酶联免疫检测技术的应用现状和发展前景
酶联免疫检测技术的应用
真菌毒素的检测:黄曲霉毒素 B 1 、 M 1 以及 T-2 毒素,脱氧雪腐镰刀菌烯醇(呕吐毒素 DON ),二乙酰草镰刀菌烯醇( DAS ),玉米赤霉烯酮,赫曲霉毒素 A ( OA )。
农药的检测:主要有除草剂与杀虫剂两大类,例如杀暝松( FN )、甲氟磷酸异已酶( SOMAN )、草不绿( Alachor )、西维因( Carbaryl )、多菌灵及克菌丹( Captan )等。
其他类的检测:盐酸克伦特罗,河豚毒素,植物毒素如罌粟硷、吗啡、藻类毒素,苯并( a )芘,抗生素,激素类以及一些营养物质和食品添加剂如麸蛋白( Gliaclin ),酱油蛋白( Soy protein ),花生蛋白( Peanut protein ),牛乳清蛋白( Borine Whey Protein )等。

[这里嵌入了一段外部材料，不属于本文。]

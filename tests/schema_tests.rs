//! GraphQL schema integration tests
//!
//! Builds the dynamic schema from the sample API file and executes queries
//! against a recording client.

use std::path::Path;
use std::sync::{Arc, Mutex};

use async_graphql::{Request, Variables};
use serde_json::{json, Value};

use esapi::{
    api_field, build_schema, ApiClient, ApiParser, Args, ClientMode, MethodAddress, ParserOptions,
    RequestContext,
};

/// Records every call and answers with a fixed payload
struct RecordingClient {
    reply: Value,
    calls: Mutex<Vec<(String, Args)>>,
}

impl RecordingClient {
    fn new(reply: Value) -> Arc<Self> {
        Arc::new(Self {
            reply,
            calls: Mutex::new(Vec::new()),
        })
    }

    fn calls(&self) -> Vec<(String, Args)> {
        self.calls.lock().unwrap().clone()
    }
}

#[async_trait::async_trait]
impl ApiClient for RecordingClient {
    async fn call(&self, address: &MethodAddress, args: Args) -> esapi::Result<Value> {
        self.calls.lock().unwrap().push((address.dotted(), args));
        Ok(self.reply.clone())
    }
}

fn sample_parser(client: Option<Arc<dyn ApiClient>>) -> ApiParser {
    ApiParser::from_file(
        &Path::new(env!("CARGO_MANIFEST_DIR")).join("tests/fixtures/api_sample.js"),
        ParserOptions {
            api_version: Some("5.0".into()),
            prefix: Some("ElasticAPI50".into()),
            client,
            ..Default::default()
        },
    )
    .unwrap()
}

/// One method whose enum options mix strings, booleans and a list default
const REINDEX_SOURCE: &str = r#"
/**
 * Perform a [reindex](https://www.elastic.co/guide/) request
 *
 * @param {Object} params - An object with parameters used to carry out this action
 * @param {String} params.refresh - Refresh the affected indices
 */
api.reindex = ca({
  params: {
    refresh: {
      type: 'enum',
      options: ['', true, 'true', false, 'false', 'null', 'wait_for']
    },
    level: {
      type: 'enum',
      'default': ['cluster'],
      options: ['cluster', 'indices', 'shards']
    }
  },
  url: {
    fmt: '/_reindex'
  },
  method: 'POST'
});
"#;

fn reindex_schema(client: Arc<dyn ApiClient>) -> async_graphql::dynamic::Schema {
    let parser = ApiParser::from_source(
        REINDEX_SOURCE,
        ParserOptions {
            prefix: Some("Test".into()),
            client: Some(client),
            ..Default::default()
        },
    )
    .unwrap();
    build_schema("elastic", api_field(&parser, ClientMode::Bound).unwrap()).unwrap()
}

fn bound_schema(client: Option<Arc<dyn ApiClient>>) -> async_graphql::dynamic::Schema {
    let parser = sample_parser(client);
    build_schema("elastic", api_field(&parser, ClientMode::Bound).unwrap()).unwrap()
}

// =============================================================================
// SDL
// =============================================================================

mod sdl_tests {
    use super::*;
    use pretty_assertions::assert_eq;

    #[test]
    fn test_sdl_contains_namespaces_and_enums() {
        let sdl = bound_schema(None).sdl();

        assert!(sdl.contains("type ElasticAPI50 "));
        assert!(sdl.contains("type ElasticAPI50_Cat "));
        assert!(sdl.contains("type ElasticAPI50_Indices "));
        assert!(sdl.contains("enum ElasticAPI50Enum_DefaultOperator "));
        assert!(sdl.contains("enum ElasticAPI50Enum_Refresh "));
        assert!(sdl.contains("scalar JSON"));
        assert!(sdl.contains("Elastic API v5.0"));
        assert!(!sdl.contains("host:"));
    }

    #[test]
    fn test_host_mode_adds_host_argument() {
        let parser = sample_parser(None);
        let field = api_field(
            &parser,
            ClientMode::Host {
                default_host: "http://localhost:9200".into(),
            },
        )
        .unwrap();
        assert_eq!(field.type_name(), "ElasticAPI50");

        let sdl = build_schema("elastic", field).unwrap().sdl();
        assert!(sdl.contains("host: String"));
        assert!(sdl.contains("http://localhost:9200"));
    }
}

// =============================================================================
// Execution
// =============================================================================

mod execution_tests {
    use super::*;
    use pretty_assertions::assert_eq;

    #[tokio::test]
    async fn test_nested_field_calls_client_from_request_data() {
        let client = RecordingClient::new(json!({ "acknowledged": true }));
        let schema = bound_schema(None);

        let request = Request::new(r#"{ elastic { indices { create(index: "logs") } } }"#)
            .data(RequestContext::new(client.clone()));
        let response = schema.execute(request).await;

        assert!(response.errors.is_empty(), "{:?}", response.errors);
        assert_eq!(
            response.data.into_json().unwrap(),
            json!({ "elastic": { "indices": { "create": { "acknowledged": true } } } })
        );

        let calls = client.calls();
        assert_eq!(calls.len(), 1);
        assert_eq!(calls[0].0, "indices.create");
        assert_eq!(calls[0].1.get("index"), Some(&json!("logs")));
    }

    #[tokio::test]
    async fn test_enum_arguments_are_decoded_and_pruned() {
        let client = RecordingClient::new(json!({ "hits": [] }));
        let schema = bound_schema(Some(client.clone() as Arc<dyn ApiClient>));

        let query = r#"{ elastic { search(body: { q: "title:rust" }, defaultOperator: AND, size: 5) } }"#;
        let response = schema.execute(Request::new(query)).await;
        assert!(response.errors.is_empty(), "{:?}", response.errors);

        let calls = client.calls();
        assert_eq!(calls[0].0, "search");
        let args = &calls[0].1;
        assert_eq!(args.get("defaultOperator"), Some(&json!("AND")));
        assert_eq!(args.get("body"), Some(&json!({ "q": "title:rust" })));
        assert_eq!(args.get("size").and_then(Value::as_f64), Some(5.0));
        // suggestMode has a default but no body.suggestField
        assert!(!args.contains_key("suggestMode"));
    }

    #[tokio::test]
    async fn test_enum_literal_variants() {
        let client = RecordingClient::new(json!({}));
        let schema = bound_schema(Some(client.clone() as Arc<dyn ApiClient>));

        let query = r#"{ elastic { bulk(body: [], refresh: empty_string) } }"#;
        let response = schema.execute(Request::new(query)).await;
        assert!(response.errors.is_empty(), "{:?}", response.errors);
        assert_eq!(client.calls()[0].1.get("refresh"), Some(&json!("")));
    }

    #[tokio::test]
    async fn test_request_client_overrides_bound_client() {
        let bound = RecordingClient::new(json!("bound"));
        let scoped = RecordingClient::new(json!("scoped"));
        let schema = bound_schema(Some(bound.clone() as Arc<dyn ApiClient>));

        let request = Request::new("{ elastic { ping } }").data(RequestContext::new(scoped.clone()));
        let response = schema.execute(request).await;

        assert_eq!(
            response.data.into_json().unwrap(),
            json!({ "elastic": { "ping": "scoped" } })
        );
        assert!(bound.calls().is_empty());
        assert_eq!(scoped.calls().len(), 1);
    }

    #[tokio::test]
    async fn test_missing_client_is_a_field_error() {
        let schema = bound_schema(None);
        let response = schema.execute(Request::new("{ elastic { info } }")).await;

        assert_eq!(response.errors.len(), 1);
        assert!(response.errors[0].message.to_lowercase().contains("client"));
    }

    #[tokio::test]
    async fn test_unknown_enum_variant_is_rejected() {
        let client = RecordingClient::new(json!({}));
        let schema = bound_schema(Some(client.clone() as Arc<dyn ApiClient>));

        let query = r#"{ elastic { search(defaultOperator: XOR) } }"#;
        let response = schema.execute(Request::new(query)).await;
        assert!(!response.errors.is_empty());
        assert!(client.calls().is_empty());
    }
}

// =============================================================================
// Enum decoding
// =============================================================================

mod enum_decoding_tests {
    use super::*;
    use pretty_assertions::assert_eq;

    async fn refresh_via_variable(variant: &str) -> Option<Value> {
        let client = RecordingClient::new(json!({}));
        let schema = reindex_schema(client.clone());

        let query = "query($r: TestEnum_Refresh) { elastic { reindex(refresh: $r) } }";
        let request = Request::new(query).variables(Variables::from_json(json!({ "r": variant })));
        let response = schema.execute(request).await;
        assert!(response.errors.is_empty(), "{:?}", response.errors);

        let calls = client.calls();
        assert_eq!(calls.len(), 1);
        calls[0].1.get("refresh").cloned()
    }

    #[tokio::test]
    async fn test_variable_enum_values_decode_to_literals() {
        assert_eq!(refresh_via_variable("true_string").await, Some(json!("true")));
        assert_eq!(refresh_via_variable("true_boolean").await, Some(json!(true)));
        assert_eq!(refresh_via_variable("false_string").await, Some(json!("false")));
        assert_eq!(refresh_via_variable("false_boolean").await, Some(json!(false)));
        assert_eq!(refresh_via_variable("null_string").await, Some(json!("null")));
        assert_eq!(refresh_via_variable("empty_string").await, Some(json!("")));
        assert_eq!(refresh_via_variable("wait_for").await, Some(json!("wait_for")));
    }

    #[tokio::test]
    async fn test_inline_enum_value_decodes_to_literal() {
        let client = RecordingClient::new(json!({}));
        let schema = reindex_schema(client.clone());

        let response = schema
            .execute(Request::new("{ elastic { reindex(refresh: wait_for, level: indices) } }"))
            .await;
        assert!(response.errors.is_empty(), "{:?}", response.errors);
        let args = &client.calls()[0].1;
        assert_eq!(args.get("refresh"), Some(&json!("wait_for")));
        assert_eq!(args.get("level"), Some(&json!(["indices"])));
    }

    #[tokio::test]
    async fn test_list_enum_argument_forms() {
        let client = RecordingClient::new(json!({}));
        let schema = reindex_schema(client.clone());

        let queries = [
            "{ elastic { reindex } }",
            "{ elastic { reindex(level: [indices, shards]) } }",
        ];
        for query in queries {
            let response = schema.execute(Request::new(query)).await;
            assert!(response.errors.is_empty(), "{:?}", response.errors);
        }

        let query = "query($l: [TestEnum_Level]) { elastic { reindex(level: $l) } }";
        let request = Request::new(query).variables(Variables::from_json(json!({ "l": ["shards"] })));
        let response = schema.execute(request).await;
        assert!(response.errors.is_empty(), "{:?}", response.errors);

        let levels: Vec<_> = client
            .calls()
            .iter()
            .map(|(_, args)| args.get("level").cloned())
            .collect();
        assert_eq!(
            levels,
            vec![
                Some(json!(["cluster"])),
                Some(json!(["indices", "shards"])),
                Some(json!(["shards"])),
            ]
        );
    }
}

随着食品工业的发展,对分析检测的要求越来越高,从而也使 ELISA 方法将更趋完善。一方面为提高 ELISA 方法的灵敏度和特异性,制备单克隆抗体的技术的发展,将和 ELISA 法互相结合,从而使食品卫生分析达到 DNA 分子结构水平,促使食品工业的健康发展。
1 放射免疫分析(RIA)
放射免疫法(Radioimmunoassay,RIA)优点是特异性强、灵敏度高、精确、简便易行。它包括以标记抗原(Antigen, Ag)为特点的放射免疫分析(Radioimmunoassay,RIA)和以标记抗体(Antibody, Ab)为特点的免疫放射分析(Immunoradiometric assay ,IRMA)。前者以液相竞争结合法居多,既测大分子抗原又测小分子抗原;后者以固相法测大分子抗原为主。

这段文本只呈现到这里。